More from Van Regenmortel, master of viral taxonomy “Classifying objects is a human prerogative based on the capacity of the mind to conceptualize and recognize the presence of similar properties in individual objects. Properties and classes are related abstract entities: when a property is ascribed to an object, the object thereby becomes a member of a particular class defined by that property. If a virus has a positive strand RNA genome, it becomes automatically a member of the class of positive strand RNA viruses. Classifying viruses consists in inventing taxonomic classes and allocating individual viruses to these classes so that similar viral agents are grouped together.”… OK that’s actually quite clear. So I have a question. If the overriding defining property of SARS-CoV-2, which is the motivation for producing immunity through developing mRNA vaccines, is infection though binding to ACE2 .. Why do we not define a class of coronaviruses that uses the ACE2 receptor as belonging to a single species?
If this sounds like an absurd idea based on current sequence data, provide another motivation for picking out the spike protein as the defining characteristic of the virus that was the putative origin of all the sequences that are being picked up globally by PCR tests.

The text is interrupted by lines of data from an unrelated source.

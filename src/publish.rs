//! Result publisher stage.
//!
//! Reads the train-stage result artifact and appends its rows to the durable
//! result table. Append-only by design: re-running the stage on the same
//! artifact appends the rows again. Schema mismatch and sink unavailability
//! are fatal and not retried.

use tracing::info;

use crate::config::PublishConfig;
use crate::constants::paths::{CSV_SUFFIX, STAGE_POSTPROCESS};
use crate::errors::PipelineError;
use crate::paths::{RunPaths, StageOutput, join_path, write_signal};
use crate::results::parse_table;
use crate::store::ArtifactStore;
use crate::warehouse::ResultSink;

/// The postprocess stage over an injected store and sink.
pub struct PublishStage<'a> {
    store: &'a dyn ArtifactStore,
    sink: &'a dyn ResultSink,
    config: &'a PublishConfig,
}

impl<'a> PublishStage<'a> {
    pub fn new(
        store: &'a dyn ArtifactStore,
        sink: &'a dyn ResultSink,
        config: &'a PublishConfig,
    ) -> Self {
        Self {
            store,
            sink,
            config,
        }
    }

    /// Run the stage: download, type-check, append, hand off.
    pub fn run(&self) -> Result<StageOutput, PipelineError> {
        let artifact_path = join_path(
            &self.config.training_output,
            &format!("{}{CSV_SUFFIX}", self.config.table),
        );
        info!(path = %artifact_path, "downloading results");
        let bytes = self.store.get(&artifact_path)?;
        let rows = parse_table(&bytes, self.config.token_fields, self.config.num_topics)?;

        info!(table = %self.config.table, rows = rows.len(), "appending results to the sink");
        let appended = self.sink.append(&self.config.table, &rows)?;

        let paths = RunPaths::new(self.config.output_root.clone(), self.config.date);
        let output = StageOutput::for_stage(&paths, STAGE_POSTPROCESS);
        write_signal(self.store, &paths, &output);
        info!(rows = appended, "postprocessing done");
        Ok(output)
    }
}
use std::process;

use topics::apps::run_postprocess;
use topics::store::FsArtifactStore;
use topics::warehouse::CsvResultSink;

fn main() {
    let result = run_postprocess(
        std::env::args().skip(1),
        |output| Ok(FsArtifactStore::new(output)),
        |sink_dir| Ok(CsvResultSink::new(sink_dir)),
    );
    if let Err(err) = result {
        eprintln!("postprocess failed: {err}");
        process::exit(1);
    }
}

Presuming that your answer is that multiple coronaviruses belonging to additional genera were circulating in both animal and human populations all with similar properties with respect to receptor bindings, then additional properties of the entities known as SARS-Cov-2 must therefore define their class membership. In which case the uniqueness of the furin cleavage site must be defined with respect to the probability of its co-occurence along with these additional properties. In which case the lab origin theory should not be focussed only on the spike proteins. If it then just comes down to numerical comparisons of base pair similarities, then any other part of the genomic sequence has identical importance. But this is clearly also absurd as the focus must be on conserved sequences under purifying selection. Which pushes the argument back onto the spike! I simply can’t resolve this in my head.
If recombination and horizontal gene transmission occurs (as we know it does) should we be basing phylogenies on some defined segments of the viral genome rather than the entire sequence? If so, how does this relate to pathogenesis?